_Work required:_ Show every line below where "Query" appears.

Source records
====
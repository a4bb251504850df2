//! Install, auth, uninstall and webhook route handlers

use axum::{
    body::Bytes,
    extract::{Query, State},
    http::{header, HeaderMap, HeaderName, HeaderValue, StatusCode},
    response::{IntoResponse, Response},
    Extension, Json,
};
use axum_extra::extract::cookie::{Cookie, CookieJar, SameSite};
use chrono::{Duration, Utc};
use serde::Deserialize;
use serde_json::{json, Value};
use tracing::debug;

use fdk_auth::{AuthContext, AuthorizeRequest};
use fdk_core::constants::{COMPANY_ID_HEADER, SESSION_EXPIRY_IN_SECONDS, WEBHOOK_SIGNATURE_HEADER};
use fdk_core::utils::company_cookie_name;
use fdk_core::{AccessMode, FdkError, Session};
use fdk_extensions::WebhookDispatch;

use crate::error::ApiError;
use crate::middleware::FdkSession;
use crate::state::FdkState;

#[derive(Debug, Deserialize)]
pub struct InstallParams {
    pub company_id: Option<String>,
    pub application_id: Option<String>,
}

#[derive(Debug, Deserialize)]
pub struct AuthParams {
    pub code: Option<String>,
    pub state: Option<String>,
    pub application_id: Option<String>,
}

fn parse_company_id(raw: Option<&str>) -> Result<i64, ApiError> {
    raw.and_then(|v| v.trim().parse::<i64>().ok())
        .ok_or_else(|| ApiError::BadRequest("Invalid or missing company_id".to_string()))
}

/// Company id from a JSON body, given as a number or a numeric string
fn body_company_id(body: &Value) -> Result<i64, ApiError> {
    match body.get("company_id") {
        Some(Value::Number(n)) => n
            .as_i64()
            .ok_or_else(|| ApiError::BadRequest("Invalid company_id".to_string())),
        Some(Value::String(s)) => parse_company_id(Some(s)),
        _ => Err(ApiError::BadRequest("Invalid or missing company_id".to_string())),
    }
}

fn session_cookie(company_id: i64, session_id: &str, max_age_secs: i64) -> Cookie<'static> {
    Cookie::build((company_cookie_name(company_id), session_id.to_string()))
        .secure(true)
        .http_only(false)
        .same_site(SameSite::None)
        .path("/")
        .max_age(time::Duration::seconds(max_age_secs.max(0)))
        .build()
}

fn company_header(company_id: i64) -> [(HeaderName, HeaderValue); 1] {
    [(
        HeaderName::from_static(COMPANY_ID_HEADER),
        HeaderValue::from(company_id),
    )]
}

/// `302 Found` to `url`
fn found(url: &str) -> Result<(StatusCode, [(HeaderName, HeaderValue); 1]), ApiError> {
    let location = HeaderValue::try_from(url)
        .map_err(|_| ApiError::BadRequest(format!("Invalid redirect url: {}", url)))?;
    Ok((StatusCode::FOUND, [(header::LOCATION, location)]))
}

/// Start the install flow: create an online session and send the merchant to consent
pub async fn install_handler(
    State(state): State<FdkState>,
    Query(params): Query<InstallParams>,
    jar: CookieJar,
) -> Result<Response, ApiError> {
    let extension = &state.extension;
    let company_id = parse_company_id(params.company_id.as_deref())?;

    let mut session = Session::new(Session::generate_session_id(
        true,
        extension.cluster(),
        company_id,
    ));
    session.company_id = Some(company_id);
    session.scope = extension.scopes().to_vec();
    session.expires = Some(Utc::now() + Duration::seconds(SESSION_EXPIRY_IN_SECONDS));
    session.access_mode = AccessMode::Online;
    session.extension_id = Some(extension.api_key().to_string());
    session.state = Some(uuid::Uuid::new_v4().to_string());

    let mut redirect_uri = extension.auth_callback();
    if let Some(application_id) = params.application_id.as_deref().filter(|id| !id.is_empty()) {
        redirect_uri = format!(
            "{}?application_id={}",
            redirect_uri,
            urlencoding::encode(application_id)
        );
    }

    let redirect_url = state.oauth(company_id).authorization_url(&AuthorizeRequest {
        scope: session.scope.clone(),
        redirect_uri,
        state: session.state.clone().unwrap_or_default(),
        access_mode: AccessMode::Online,
    })?;

    extension.session_storage().save_session(&session).await?;

    debug!("Redirecting after install callback to url: {}", redirect_url);

    let jar = jar.add(session_cookie(
        company_id,
        &session.session_id,
        SESSION_EXPIRY_IN_SECONDS,
    ));
    Ok((jar, company_header(company_id), found(&redirect_url)?).into_response())
}

/// Load the company's offline session, starting over if it belongs to another extension
async fn offline_session(state: &FdkState, company_id: i64) -> Result<Session, FdkError> {
    let extension = &state.extension;
    let session_id = extension.offline_session_id(company_id);
    let session = extension
        .session_storage()
        .get_session(&session_id)
        .await?
        .filter(|s| s.extension_id.as_deref() == Some(extension.api_key()));
    Ok(session.unwrap_or_else(|| Session::new(session_id)))
}

async fn sync_webhooks(
    state: &FdkState,
    company_id: i64,
    session: &mut Session,
) -> Result<(), FdkError> {
    if !state.webhook_registry.should_sync_on_install().await {
        return Ok(());
    }
    let client = state.platform_client(company_id, session).await?;
    let outcome = state
        .webhook_registry
        .sync_events(&client, None, Some(true))
        .await?;
    debug!("Webhook sync for company {}: {:?}", company_id, outcome);
    Ok(())
}

/// OAuth callback: exchange the code, persist sessions and hand over to the `auth` callback
pub async fn auth_handler(
    State(state): State<FdkState>,
    Extension(FdkSession(session)): Extension<FdkSession>,
    Query(params): Query<AuthParams>,
    jar: CookieJar,
) -> Result<Response, ApiError> {
    let extension = &state.extension;

    let mut session = session.ok_or_else(|| {
        FdkError::SessionNotFound("Can not complete oauth process as session not found".to_string())
    })?;
    if session.state.is_none() || session.state != params.state {
        return Err(FdkError::InvalidOAuth("Invalid oauth call".to_string()).into());
    }
    let company_id = session.company_id.ok_or_else(|| {
        FdkError::SessionNotFound("Session is not bound to a company".to_string())
    })?;
    let code = params
        .code
        .as_deref()
        .filter(|c| !c.is_empty())
        .ok_or_else(|| FdkError::InvalidOAuth("Missing authorization code".to_string()))?;

    let oauth = state.oauth(company_id);
    let mut grant = oauth.exchange_code(code).await?;

    let expires_in = grant.expires_in.unwrap_or(SESSION_EXPIRY_IN_SECONDS);
    let expires = Utc::now() + Duration::seconds(expires_in);
    grant.access_token_validity = Some(expires.timestamp_millis());
    session.expires = Some(expires);
    session.update_token(&grant);
    extension.session_storage().save_session(&session).await?;

    if !extension.is_online_access_mode() {
        let mut offline = offline_session(&state, company_id).await?;
        let offline_grant = oauth.offline_token(extension.scopes(), Some(code)).await?;
        offline.company_id = Some(company_id);
        offline.scope = extension.scopes().to_vec();
        offline.state = session.state.clone();
        offline.extension_id = Some(extension.api_key().to_string());
        offline.access_mode = AccessMode::Offline;
        offline.update_token(&offline_grant.with_access_mode(AccessMode::Offline));
        extension.session_storage().save_session(&offline).await?;
    }

    sync_webhooks(&state, company_id, &mut session).await?;

    let redirect_url = extension
        .callbacks()
        .auth(&AuthContext {
            company_id,
            application_id: params.application_id.clone(),
            base_url: extension.base_url().to_string(),
            session: session.clone(),
        })
        .await
        .map_err(|e| FdkError::Callback(e.to_string()))?;

    debug!("Redirecting after auth callback to url: {}", redirect_url);

    let jar = jar.add(session_cookie(company_id, &session.session_id, expires_in));
    Ok((jar, company_header(company_id), found(&redirect_url)?).into_response())
}

/// Install without a browser, triggered by the platform when a company is created
pub async fn auto_install_handler(
    State(state): State<FdkState>,
    Json(body): Json<Value>,
) -> Result<Json<Value>, ApiError> {
    let extension = &state.extension;
    let company_id = body_company_id(&body)?;
    let code = body.get("code").and_then(Value::as_str);

    debug!("Extension auto install started for company: {}", company_id);

    let mut session = offline_session(&state, company_id).await?;
    let grant = state
        .oauth(company_id)
        .offline_token(extension.scopes(), code)
        .await?;
    session.company_id = Some(company_id);
    session.scope = extension.scopes().to_vec();
    session.state = Some(uuid::Uuid::new_v4().to_string());
    session.extension_id = Some(extension.api_key().to_string());
    session.access_mode = AccessMode::Offline;
    session.update_token(&grant.with_access_mode(AccessMode::Offline));

    if !extension.is_online_access_mode() {
        extension.session_storage().save_session(&session).await?;
    }

    sync_webhooks(&state, company_id, &mut session).await?;

    extension
        .callbacks()
        .auto_install(company_id, &body)
        .await
        .map_err(|e| FdkError::Callback(e.to_string()))?;

    debug!("Extension installed for company: {} on company creation", company_id);
    Ok(Json(json!({ "message": "success" })))
}

pub async fn uninstall_handler(
    State(state): State<FdkState>,
    Json(body): Json<Value>,
) -> Result<Json<Value>, ApiError> {
    let extension = &state.extension;
    let company_id = body_company_id(&body)?;

    if !extension.is_online_access_mode() {
        let session_id = extension.offline_session_id(company_id);
        extension.session_storage().delete_session(&session_id).await?;
    }

    extension
        .callbacks()
        .uninstall(company_id, &body)
        .await
        .map_err(|e| FdkError::Callback(e.to_string()))?;

    debug!("Extension uninstalled for company: {}", company_id);
    Ok(Json(json!({ "success": true })))
}

/// Inbound webhook deliveries
pub async fn webhook_handler(
    State(state): State<FdkState>,
    headers: HeaderMap,
    body: Bytes,
) -> Response {
    let signature = headers
        .get(WEBHOOK_SIGNATURE_HEADER)
        .and_then(|h| h.to_str().ok());

    match state.webhook_registry.process_webhook(signature, &body).await {
        Ok(WebhookDispatch::Ping) => {
            debug!("Webhook ping received");
            Json(json!({ "success": true })).into_response()
        }
        Ok(WebhookDispatch::Handled { event_name }) => {
            debug!("Webhook {} processed", event_name);
            Json(json!({ "success": true })).into_response()
        }
        Err(e) => {
            let status = crate::error::status_for(&e);
            if status == StatusCode::INTERNAL_SERVER_ERROR {
                tracing::error!("Webhook processing failed: {}", e);
            } else {
                tracing::warn!("Webhook rejected: {}", e);
            }
            (
                status,
                Json(json!({ "success": false, "error_message": e.to_string() })),
            )
                .into_response()
        }
    }
}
====
_Finished task:_
    extract::{Query, State},
    Query(params): Query<InstallParams>,
    Query(params): Query<AuthParams>,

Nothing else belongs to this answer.